Nvidia just lined up half a trillion dollars in financing for its own customers, and the list of banks writing the checks reads like a who’s who of Wall Street. Apollo, BlackRock, Blackstone, Brookfield, Goldman Sachs, and KKR are all in. We walk through what the deal actually covers, why nobody seems totally sure whether this money is new or already spoken for, and what it means that the same bank helping arrange the financing is also the one publishing the CapEx forecasts everyone’s citing.

Nvidia announced six strategic partnerships this week—Apollo, BlackRock, Blackstone, Brookfield, Goldman Sachs, and KKR—forming new AI-compute infrastructure financing platforms designed to raise more than $500 billion in third-party capital. The money funds infrastructure for Nvidia’s own customers, the data centers and compute build-outs that keep GPU demand growing.
Nvidia CEO Jensen Huang framed the logic simply: Compute generates revenue, and Nvidia’s compute holds value longer than most hardware because CUDA software keeps improving it after the sale. He pointed to real numbers backing that argument. One-year rental pricing for an H100 GPU climbed from about $1.70 per GPU-hour in October 2025 to roughly $2.35 per GPU-hour by March 2026, prices rising, not falling, on hardware that’s been shipping for years. Six-year-old A100 chips, an even older generation, still run in production today and still generate revenue for whomever owns them.
The announcement landed with less clarity than the dollar figure suggested. Bloomberg reported the deal days before Nvidia confirmed it, citing people familiar with the matter, and even then, nobody could say for certain whether this $500 billion connected to a separate $750 billion in Nvidia-arranged deals reported a month earlier, deals that had already revived concerns about vendor financing. Bloomberg’s own reporting admitted as much: It wasn’t clear which projects or companies the money would back, what form the funding would take, or whether $500 billion represented new commitments layered on top of existing ones.
That fuzziness matters more than it sounds like it should. Critics have already flagged how hyperscalers and AI companies blur the line between revenue and capital spending, cycling the same billions between each other in ways that make the underlying numbers hard to verify independently. Half a trillion dollars is large enough that whether it’s genuinely new money or already-committed capital wearing a fresh press release changes the real picture of how much capital is actually flowing into AI infrastructure right now, not just how much a headline announces. Six banks and asset managers signing onto one platform doesn’t, by itself, tell anyone whether that platform funds a new data center or simply repackages a commitment that already existed on someone’s balance sheet.

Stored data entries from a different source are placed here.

//! Ollama native API wire types.
//!
//! The request shapes mirror what `/api/chat`, `/api/generate` and
//! `/api/tags` accept and return. Response structs default every field so
//! partial payloads (and the terse final stream chunk) deserialize cleanly.

use serde::{Deserialize, Serialize};

/// Request body for POST /api/chat.
#[derive(Debug, Clone, PartialEq, Serialize, Deserialize)]
pub struct OllamaChatRequest {
    pub model: String,
    pub messages: Vec<OllamaChatMessage>,
    pub stream: bool,
    #[serde(default)]
    pub options: OllamaOptions,
}

/// Request body for POST /api/generate.
#[derive(Debug, Clone, PartialEq, Serialize, Deserialize)]
pub struct OllamaGenerateRequest {
    pub model: String,
    pub prompt: String,
    pub stream: bool,
    #[serde(default)]
    pub options: OllamaOptions,
}

/// A chat message in Ollama's schema.
#[derive(Debug, Clone, Default, PartialEq, Serialize, Deserialize)]
pub struct OllamaChatMessage {
    #[serde(default)]
    pub role: String,
    #[serde(default)]
    pub content: String,
}

/// Sampling options nested under `options` in native requests.
///
/// Only fields with an Ollama equivalent are carried; everything else is
/// dropped during translation.
#[derive(Debug, Clone, Default, PartialEq, Serialize, Deserialize)]
pub struct OllamaOptions {
    #[serde(skip_serializing_if = "Option::is_none")]
    pub temperature: Option<f32>,
    #[serde(skip_serializing_if = "Option::is_none")]
    pub top_p: Option<f32>,
    #[serde(skip_serializing_if = "Option::is_none")]
    pub num_predict: Option<i64>,
    #[serde(skip_serializing_if = "Option::is_none")]
    pub stop: Option<Vec<String>>,
    #[serde(skip_serializing_if = "Option::is_none")]
    pub seed: Option<i64>,
}

/// Buffered response from POST /api/chat.
#[derive(Debug, Clone, Default, Serialize, Deserialize)]
#[serde(default)]
pub struct OllamaChatResponse {
    pub model: String,
    pub message: OllamaChatMessage,
    pub done: bool,
    pub done_reason: Option<String>,
    pub prompt_eval_count: Option<u32>,
    pub eval_count: Option<u32>,
}

/// Buffered response from POST /api/generate.
#[derive(Debug, Clone, Default, Serialize, Deserialize)]
#[serde(default)]
pub struct OllamaGenerateResponse {
    pub model: String,
    pub response: String,
    pub done: bool,
    pub done_reason: Option<String>,
    pub prompt_eval_count: Option<u32>,
    pub eval_count: Option<u32>,
}

/// Response from GET /api/tags.
#[derive(Debug, Clone, Default, Serialize, Deserialize)]
#[serde(default)]
pub struct OllamaTagsResponse {
    pub models: Vec<OllamaModelTag>,
}

/// A single installed model as listed by /api/tags.
#[derive(Debug, Clone, Default, Serialize, Deserialize)]
#[serde(default)]
pub struct OllamaModelTag {
    pub name: String,
}
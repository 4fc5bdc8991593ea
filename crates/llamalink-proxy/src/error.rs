//! Proxy error taxonomy and HTTP mapping.
//!
//! Every failure path in a handler is recovered into a structured response —
//! a malformed body or an unreachable upstream must never take the server
//! down. Mid-stream failures cannot use a status code (headers are already
//! sent) and are emitted as SSE error events instead; see
//! `ollama_stream`.

use axum::http::StatusCode;
use axum::response::{IntoResponse, Response};
use axum::Json;

use crate::models::ErrorResponse;

/// Errors produced by translation, routing and the upstream client.
#[derive(Debug, thiserror::Error)]
pub enum ProxyError {
    /// The client body failed to parse as the expected OpenAI shape.
    #[error("Invalid request body: {0}")]
    InvalidRequest(String),

    /// The request named no model. Whether the model actually exists is
    /// left to the upstream call.
    #[error("Request is missing a model name")]
    MissingModel,

    /// The Ollama server could not be reached.
    #[error("Failed to connect to Ollama: {0}")]
    UpstreamUnavailable(String),

    /// The upstream call (or a single streamed chunk) exceeded the
    /// configured timeout.
    #[error("Ollama request timed out")]
    UpstreamTimeout,

    /// Ollama answered with a non-success status.
    #[error("Ollama returned status {status}: {body}")]
    UpstreamStatus { status: u16, body: String },

    /// The upstream connection closed before a `done` chunk arrived.
    #[error("Ollama stream ended before completion")]
    StreamTruncated,
}

impl ProxyError {
    /// HTTP status this error maps to when it occurs before headers are sent.
    #[must_use]
    pub const fn status_code(&self) -> StatusCode {
        match self {
            Self::InvalidRequest(_) | Self::MissingModel => StatusCode::BAD_REQUEST,
            Self::UpstreamTimeout => StatusCode::GATEWAY_TIMEOUT,
            Self::UpstreamUnavailable(_) | Self::UpstreamStatus { .. } | Self::StreamTruncated => {
                StatusCode::BAD_GATEWAY
            }
        }
    }

    /// OpenAI-style `error.type` discriminator.
    #[must_use]
    pub const fn error_type(&self) -> &'static str {
        match self {
            Self::InvalidRequest(_) | Self::MissingModel => "invalid_request_error",
            Self::UpstreamTimeout => "timeout_error",
            Self::UpstreamUnavailable(_) | Self::UpstreamStatus { .. } | Self::StreamTruncated => {
                "upstream_error"
            }
        }
    }

    /// The OpenAI error envelope for this error.
    #[must_use]
    pub fn envelope(&self) -> ErrorResponse {
        ErrorResponse::new(self.to_string(), self.error_type())
    }
}

impl IntoResponse for ProxyError {
    fn into_response(self) -> Response {
        (self.status_code(), Json(self.envelope())).into_response()
    }
}
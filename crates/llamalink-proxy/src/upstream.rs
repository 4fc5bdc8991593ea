//! HTTP client for the upstream Ollama server.
//!
//! Buffered calls are bounded by the configured timeout as a whole; the
//! streaming mode bounds each read from the upstream socket instead, so a
//! stalled stream surfaces as [`ProxyError::UpstreamTimeout`] rather than
//! hanging. Dropping a chunk stream drops the underlying response, which
//! closes the upstream connection — that is the cancellation path when a
//! client disconnects mid-stream.

use std::time::Duration;

use bytes::{Bytes, BytesMut};
use futures_util::stream::BoxStream;
use futures_util::{Stream, StreamExt};
use reqwest::Client;
use serde::de::DeserializeOwned;
use serde::Serialize;
use tracing::{debug, warn};
use url::Url;

use llamalink_core::Config;

use crate::error::ProxyError;
use crate::translate;

/// Which native endpoint a stream came from; decides where the text lives
/// in each chunk (`message.content` vs `response`) and how the transcoder
/// frames the SSE events.
#[derive(Debug, Clone, Copy, PartialEq, Eq)]
pub enum StreamKind {
    Chat,
    Generate,
}

/// One unit of an Ollama NDJSON stream, already reduced to what the
/// transcoder needs.
#[derive(Debug, Clone, PartialEq)]
pub struct StreamChunk {
    /// Text fragment carried by this chunk (may be empty).
    pub content: String,
    /// Whether this is the terminal chunk of the stream.
    pub done: bool,
    /// OpenAI finish reason, mapped from `done_reason` on the terminal chunk.
    pub finish_reason: Option<String>,
}

/// Client for the Ollama server named by the active [`Config`].
///
/// Cheap to clone — wraps a shared `reqwest::Client` connection pool.
#[derive(Debug, Clone)]
pub struct UpstreamClient {
    client: Client,
    base_url: Url,
    timeout: Duration,
}

impl UpstreamClient {
    /// Build a client from the active configuration.
    pub fn from_config(config: &Config) -> Result<Self, ProxyError> {
        let client = Client::builder()
            .pool_max_idle_per_host(10)
            .build()
            .map_err(|e| ProxyError::UpstreamUnavailable(e.to_string()))?;
        Ok(Self {
            client,
            base_url: config.ollama_base_url.clone(),
            timeout: config.timeout_duration(),
        })
    }

    /// GET a JSON payload from the upstream, bounded by the timeout.
    pub async fn get_json<T: DeserializeOwned>(&self, path: &str) -> Result<T, ProxyError> {
        let url = self.endpoint(path);
        debug!("GET {url}");
        let fut = async {
            let response = self.client.get(&url).send().await.map_err(map_reqwest_err)?;
            Self::read_json(response).await
        };
        tokio::time::timeout(self.timeout, fut)
            .await
            .map_err(|_| ProxyError::UpstreamTimeout)?
    }

    /// POST a JSON body and read a JSON response, bounded by the timeout.
    pub async fn post_json<T: DeserializeOwned>(
        &self,
        path: &str,
        body: &impl Serialize,
    ) -> Result<T, ProxyError> {
        let url = self.endpoint(path);
        debug!("POST {url}");
        let fut = async {
            let response = self
                .client
                .post(&url)
                .json(body)
                .send()
                .await
                .map_err(map_reqwest_err)?;
            Self::read_json(response).await
        };
        tokio::time::timeout(self.timeout, fut)
            .await
            .map_err(|_| ProxyError::UpstreamTimeout)?
    }

    /// POST a JSON body and expose the NDJSON response as a lazy chunk
    /// stream.
    ///
    /// The request itself (connect + status line) is bounded by the
    /// timeout; afterwards each read is bounded individually. A close
    /// without a `done` chunk yields [`ProxyError::StreamTruncated`] as the
    /// final item.
    pub async fn post_stream(
        &self,
        path: &str,
        body: &impl Serialize,
        kind: StreamKind,
    ) -> Result<impl Stream<Item = Result<StreamChunk, ProxyError>> + Send + 'static, ProxyError>
    {
        let url = self.endpoint(path);
        debug!("POST {url} (streaming)");
        let send_fut = async {
            let response = self
                .client
                .post(&url)
                .json(body)
                .send()
                .await
                .map_err(map_reqwest_err)?;
            let status = response.status();
            if !status.is_success() {
                let body = response.text().await.unwrap_or_default();
                return Err(ProxyError::UpstreamStatus {
                    status: status.as_u16(),
                    body,
                });
            }
            Ok(response)
        };
        let response = tokio::time::timeout(self.timeout, send_fut)
            .await
            .map_err(|_| ProxyError::UpstreamTimeout)??;

        Ok(chunk_stream(response.bytes_stream().boxed(), self.timeout, kind))
    }

    fn endpoint(&self, path: &str) -> String {
        format!("{}{}", self.base_url.as_str().trim_end_matches('/'), path)
    }

    async fn read_json<T: DeserializeOwned>(response: reqwest::Response) -> Result<T, ProxyError> {
        let status = response.status();
        if !status.is_success() {
            let body = response.text().await.unwrap_or_default();
            return Err(ProxyError::UpstreamStatus {
                status: status.as_u16(),
                body,
            });
        }
        response
            .json::<T>()
            .await
            .map_err(|e| ProxyError::UpstreamUnavailable(format!("Invalid upstream response: {e}")))
    }
}

/// Map a reqwest transport error onto the proxy taxonomy.
fn map_reqwest_err(e: reqwest::Error) -> ProxyError {
    if e.is_timeout() {
        ProxyError::UpstreamTimeout
    } else {
        ProxyError::UpstreamUnavailable(e.to_string())
    }
}

/// State threaded through the NDJSON chunk stream.
struct ChunkState {
    stream: BoxStream<'static, reqwest::Result<Bytes>>,
    buf: BytesMut,
    timeout: Duration,
    kind: StreamKind,
    /// Byte stream exhausted; only buffered data remains.
    eof: bool,
    /// Terminal item yielded; the stream is over.
    finished: bool,
}

/// Turn the raw byte stream into parsed [`StreamChunk`]s, one per NDJSON
/// line, bounding each upstream read by `timeout`.
fn chunk_stream(
    stream: BoxStream<'static, reqwest::Result<Bytes>>,
    timeout: Duration,
    kind: StreamKind,
) -> impl Stream<Item = Result<StreamChunk, ProxyError>> + Send + 'static {
    let state = ChunkState {
        stream,
        buf: BytesMut::new(),
        timeout,
        kind,
        eof: false,
        finished: false,
    };

    futures_util::stream::unfold(state, |mut st| async move {
        if st.finished {
            return None;
        }

        loop {
            // Drain complete lines (plus the trailing partial line at EOF).
            if let Some(line) = next_line(&mut st.buf, st.eof) {
                if line.iter().all(u8::is_ascii_whitespace) {
                    continue;
                }
                match serde_json::from_slice::<serde_json::Value>(&line) {
                    Ok(value) => {
                        let chunk = parse_chunk(st.kind, &value);
                        if chunk.done {
                            st.finished = true;
                        }
                        return Some((Ok(chunk), st));
                    }
                    Err(e) => {
                        // Skip unparsable lines, matching the lenient
                        // treatment of keep-alives and partial writes.
                        warn!("Skipping malformed upstream chunk: {e}");
                        continue;
                    }
                }
            }

            if st.eof {
                st.finished = true;
                return Some((Err(ProxyError::StreamTruncated), st));
            }

            match tokio::time::timeout(st.timeout, st.stream.next()).await {
                Err(_) => {
                    st.finished = true;
                    return Some((Err(ProxyError::UpstreamTimeout), st));
                }
                Ok(Some(Ok(bytes))) => st.buf.extend_from_slice(&bytes),
                Ok(Some(Err(e))) => {
                    st.finished = true;
                    return Some((Err(map_reqwest_err(e)), st));
                }
                Ok(None) => st.eof = true,
            }
        }
    })
}

/// Extract the next newline-terminated line, or the trailing partial line
/// once the byte stream has ended.
fn next_line(buf: &mut BytesMut, eof: bool) -> Option<BytesMut> {
    if let Some(pos) = buf.iter().position(|&b| b == b'\n') {
        return Some(buf.split_to(pos + 1));
    }
    if eof && !buf.is_empty() {
        let len = buf.len();
        return Some(buf.split_to(len));
    }
    None
}

/// Reduce one parsed NDJSON object to a [`StreamChunk`].
fn parse_chunk(kind: StreamKind, value: &serde_json::Value) -> StreamChunk {
    let content = match kind {
        StreamKind::Chat => value["message"]["content"].as_str().unwrap_or(""),
        StreamKind::Generate => value["response"].as_str().unwrap_or(""),
    };
    let done = value["done"].as_bool().unwrap_or(false);
    StreamChunk {
        content: content.to_string(),
        done,
        finish_reason: translate::finish_reason(done, value["done_reason"].as_str()),
    }
}

#[cfg(test)]
mod tests {
    use super::*;

    fn byte_stream(parts: Vec<&'static [u8]>) -> BoxStream<'static, reqwest::Result<Bytes>> {
        futures_util::stream::iter(parts.into_iter().map(|p| Ok(Bytes::from_static(p)))).boxed()
    }

    async fn collect(
        stream: impl Stream<Item = Result<StreamChunk, ProxyError>>,
    ) -> Vec<Result<StreamChunk, ProxyError>> {
        stream.collect().await
    }

    #[tokio::test]
    async fn test_chunks_split_on_newlines_across_reads() {
        // A line split across two reads must still parse as one chunk.
        let stream = byte_stream(vec![
            b"{\"message\":{\"content\":\"Hi\"},\"do",
            b"ne\":false}\n{\"message\":{\"content\":\"\"},\"done\":true}\n",
        ]);
        let chunks = collect(chunk_stream(stream, Duration::from_secs(1), StreamKind::Chat)).await;

        assert_eq!(chunks.len(), 2);
        let first = chunks[0].as_ref().unwrap();
        assert_eq!(first.content, "Hi");
        assert!(!first.done);
        let last = chunks[1].as_ref().unwrap();
        assert!(last.done);
        assert_eq!(last.finish_reason.as_deref(), Some("stop"));
    }

    #[tokio::test]
    async fn test_generate_chunks_read_response_field() {
        let stream = byte_stream(vec![
            b"{\"response\":\"fn \",\"done\":false}\n",
            b"{\"response\":\"main\",\"done\":true,\"done_reason\":\"length\"}\n",
        ]);
        let chunks =
            collect(chunk_stream(stream, Duration::from_secs(1), StreamKind::Generate)).await;

        assert_eq!(chunks[0].as_ref().unwrap().content, "fn ");
        let last = chunks[1].as_ref().unwrap();
        assert_eq!(last.content, "main");
        assert_eq!(last.finish_reason.as_deref(), Some("length"));
    }

    #[tokio::test]
    async fn test_truncated_stream_yields_error_not_done() {
        let stream = byte_stream(vec![b"{\"message\":{\"content\":\"Hi\"},\"done\":false}\n"]);
        let chunks = collect(chunk_stream(stream, Duration::from_secs(1), StreamKind::Chat)).await;

        assert_eq!(chunks.len(), 2);
        assert!(chunks[0].is_ok());
        assert!(matches!(chunks[1], Err(ProxyError::StreamTruncated)));
    }

    #[tokio::test]
    async fn test_trailing_line_without_newline_is_parsed() {
        let stream = byte_stream(vec![b"{\"message\":{\"content\":\"end\"},\"done\":true}"]);
        let chunks = collect(chunk_stream(stream, Duration::from_secs(1), StreamKind::Chat)).await;

        assert_eq!(chunks.len(), 1);
        let chunk = chunks[0].as_ref().unwrap();
        assert_eq!(chunk.content, "end");
        assert!(chunk.done);
    }

    #[tokio::test]
    async fn test_malformed_lines_are_skipped() {
        let stream = byte_stream(vec![
            b"not json\n",
            b"{\"message\":{\"content\":\"ok\"},\"done\":true}\n",
        ]);
        let chunks = collect(chunk_stream(stream, Duration::from_secs(1), StreamKind::Chat)).await;

        assert_eq!(chunks.len(), 1);
        assert_eq!(chunks[0].as_ref().unwrap().content, "ok");
    }

    #[tokio::test]
    async fn test_stalled_stream_times_out() {
        // A pending stream never yields; the per-read bound must fire.
        let stream = futures_util::stream::pending::<reqwest::Result<Bytes>>().boxed();
        let chunks = collect(chunk_stream(stream, Duration::from_millis(50), StreamKind::Chat)).await;

        assert_eq!(chunks.len(), 1);
        assert!(matches!(chunks[0], Err(ProxyError::UpstreamTimeout)));
    }
}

Goldman Sachs, one of the six firms backing the new financing platforms, published its own hyperscaler CapEx and free cash flow projections around the same time. The bank’s numbers show free cash flow running net negative across the hyperscaler group this year and next, with Oracle projected to remain the only member still deeply in the red once the group’s cash flow turns positive again in 2028. Capital spending growth outpaces cash flow from operations by a wide margin through that same stretch, which is the entire reason this financing conversation exists in the first place: Somebody has to cover the gap between what these companies spend building AI infrastructure and what their operations currently generate.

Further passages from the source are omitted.